(Saved entries)

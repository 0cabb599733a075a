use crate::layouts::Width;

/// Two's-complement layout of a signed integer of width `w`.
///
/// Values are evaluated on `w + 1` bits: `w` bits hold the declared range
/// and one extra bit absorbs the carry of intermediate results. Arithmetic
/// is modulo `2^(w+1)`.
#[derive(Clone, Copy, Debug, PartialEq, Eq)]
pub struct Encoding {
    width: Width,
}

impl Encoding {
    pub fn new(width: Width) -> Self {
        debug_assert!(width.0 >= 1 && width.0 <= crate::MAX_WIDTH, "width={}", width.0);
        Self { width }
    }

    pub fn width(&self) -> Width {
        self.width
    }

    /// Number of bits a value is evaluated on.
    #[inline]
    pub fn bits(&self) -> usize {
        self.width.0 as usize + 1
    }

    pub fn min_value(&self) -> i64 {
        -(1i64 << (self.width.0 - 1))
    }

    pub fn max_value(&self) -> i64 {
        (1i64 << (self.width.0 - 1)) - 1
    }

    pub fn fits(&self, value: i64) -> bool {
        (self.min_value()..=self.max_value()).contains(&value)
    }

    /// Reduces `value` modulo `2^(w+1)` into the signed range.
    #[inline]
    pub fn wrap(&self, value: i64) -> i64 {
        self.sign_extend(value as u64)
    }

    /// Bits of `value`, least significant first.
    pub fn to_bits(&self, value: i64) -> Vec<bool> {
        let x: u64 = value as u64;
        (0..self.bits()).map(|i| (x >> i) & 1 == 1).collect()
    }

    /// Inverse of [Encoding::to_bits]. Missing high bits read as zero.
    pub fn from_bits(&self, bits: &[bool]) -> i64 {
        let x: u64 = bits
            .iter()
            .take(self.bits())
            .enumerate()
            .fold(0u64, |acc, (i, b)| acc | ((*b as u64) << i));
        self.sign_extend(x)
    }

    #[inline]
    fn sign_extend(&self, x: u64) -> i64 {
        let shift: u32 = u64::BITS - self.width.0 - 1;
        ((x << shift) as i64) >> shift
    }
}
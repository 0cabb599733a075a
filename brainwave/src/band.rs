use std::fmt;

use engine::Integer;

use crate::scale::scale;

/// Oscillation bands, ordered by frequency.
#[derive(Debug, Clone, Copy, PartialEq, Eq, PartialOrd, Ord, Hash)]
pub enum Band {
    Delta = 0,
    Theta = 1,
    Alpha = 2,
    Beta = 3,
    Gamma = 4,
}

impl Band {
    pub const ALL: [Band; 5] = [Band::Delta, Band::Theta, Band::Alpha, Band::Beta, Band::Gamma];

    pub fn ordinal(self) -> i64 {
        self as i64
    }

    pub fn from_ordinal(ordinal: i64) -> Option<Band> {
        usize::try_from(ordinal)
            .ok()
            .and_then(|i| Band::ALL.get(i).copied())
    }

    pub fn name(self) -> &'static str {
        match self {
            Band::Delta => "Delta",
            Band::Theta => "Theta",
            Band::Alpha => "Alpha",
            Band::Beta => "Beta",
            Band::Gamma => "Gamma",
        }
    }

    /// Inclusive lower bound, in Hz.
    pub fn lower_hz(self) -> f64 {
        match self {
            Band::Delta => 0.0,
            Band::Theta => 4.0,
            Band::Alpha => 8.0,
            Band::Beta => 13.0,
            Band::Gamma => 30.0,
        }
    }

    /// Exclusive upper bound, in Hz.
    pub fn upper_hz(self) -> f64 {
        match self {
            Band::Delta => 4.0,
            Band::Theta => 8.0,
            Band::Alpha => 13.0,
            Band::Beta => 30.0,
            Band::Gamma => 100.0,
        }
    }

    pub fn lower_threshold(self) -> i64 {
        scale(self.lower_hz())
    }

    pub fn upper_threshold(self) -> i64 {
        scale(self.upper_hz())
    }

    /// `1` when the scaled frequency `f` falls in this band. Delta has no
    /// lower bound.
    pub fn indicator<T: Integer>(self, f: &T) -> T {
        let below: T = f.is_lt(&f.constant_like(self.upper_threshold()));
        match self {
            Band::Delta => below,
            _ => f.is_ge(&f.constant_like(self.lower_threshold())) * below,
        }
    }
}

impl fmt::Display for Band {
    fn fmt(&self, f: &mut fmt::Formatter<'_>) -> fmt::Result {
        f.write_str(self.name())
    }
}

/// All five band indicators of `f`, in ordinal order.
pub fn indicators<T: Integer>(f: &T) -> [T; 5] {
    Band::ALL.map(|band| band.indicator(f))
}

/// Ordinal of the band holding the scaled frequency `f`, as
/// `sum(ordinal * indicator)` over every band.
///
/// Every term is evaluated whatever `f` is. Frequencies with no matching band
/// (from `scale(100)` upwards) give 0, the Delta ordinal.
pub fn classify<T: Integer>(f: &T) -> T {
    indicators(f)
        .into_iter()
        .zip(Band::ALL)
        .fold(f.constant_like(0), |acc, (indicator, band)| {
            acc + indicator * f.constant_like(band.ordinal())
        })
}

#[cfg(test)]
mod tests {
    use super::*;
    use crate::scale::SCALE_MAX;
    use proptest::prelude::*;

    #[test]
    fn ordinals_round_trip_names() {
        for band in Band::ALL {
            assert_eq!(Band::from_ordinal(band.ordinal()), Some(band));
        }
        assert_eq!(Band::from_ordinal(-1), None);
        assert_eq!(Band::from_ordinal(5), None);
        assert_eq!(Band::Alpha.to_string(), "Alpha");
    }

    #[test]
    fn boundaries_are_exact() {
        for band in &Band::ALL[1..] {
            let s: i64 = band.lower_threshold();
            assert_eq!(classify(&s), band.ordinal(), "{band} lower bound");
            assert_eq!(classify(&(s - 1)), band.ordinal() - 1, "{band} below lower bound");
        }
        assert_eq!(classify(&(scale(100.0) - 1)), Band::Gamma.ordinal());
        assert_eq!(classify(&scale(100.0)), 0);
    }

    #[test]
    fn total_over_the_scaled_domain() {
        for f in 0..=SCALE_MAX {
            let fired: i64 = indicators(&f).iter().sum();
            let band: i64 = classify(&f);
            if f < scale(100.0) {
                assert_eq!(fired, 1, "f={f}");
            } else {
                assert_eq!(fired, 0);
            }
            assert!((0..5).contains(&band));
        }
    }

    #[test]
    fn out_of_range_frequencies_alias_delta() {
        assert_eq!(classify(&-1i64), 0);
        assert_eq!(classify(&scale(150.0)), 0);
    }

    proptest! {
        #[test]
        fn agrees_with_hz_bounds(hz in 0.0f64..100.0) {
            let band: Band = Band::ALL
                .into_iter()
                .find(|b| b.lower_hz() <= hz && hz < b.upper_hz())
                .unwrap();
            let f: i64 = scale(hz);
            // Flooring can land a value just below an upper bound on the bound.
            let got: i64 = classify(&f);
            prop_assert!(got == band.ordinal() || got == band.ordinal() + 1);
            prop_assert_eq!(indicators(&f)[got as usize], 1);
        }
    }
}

→ **ASSIGNED TASK**
Only certain lines are wanted. Please return exactly those from the top of the data through the line with "pub fn max_value(&self)".

→ **YOUR RESPONSE**
repository 0cabb599733a075a
use crate::layouts::Width;

/// Two's-complement layout of a signed integer of width `w`.
///
/// Values are evaluated on `w + 1` bits: `w` bits hold the declared range
/// and one extra bit absorbs the carry of intermediate results. Arithmetic
/// is modulo `2^(w+1)`.
#[derive(Clone, Copy, Debug, PartialEq, Eq)]
pub struct Encoding {
    width: Width,
}

impl Encoding {
    pub fn new(width: Width) -> Self {
        debug_assert!(width.0 >= 1 && width.0 <= crate::MAX_WIDTH, "width={}", width.0);
        Self { width }
    }

    pub fn width(&self) -> Width {
        self.width
    }

    /// Number of bits a value is evaluated on.
    #[inline]
    pub fn bits(&self) -> usize {
        self.width.0 as usize + 1
    }

    pub fn min_value(&self) -> i64 {
        -(1i64 << (self.width.0 - 1))
    }

    pub fn max_value(&self) -> i64 {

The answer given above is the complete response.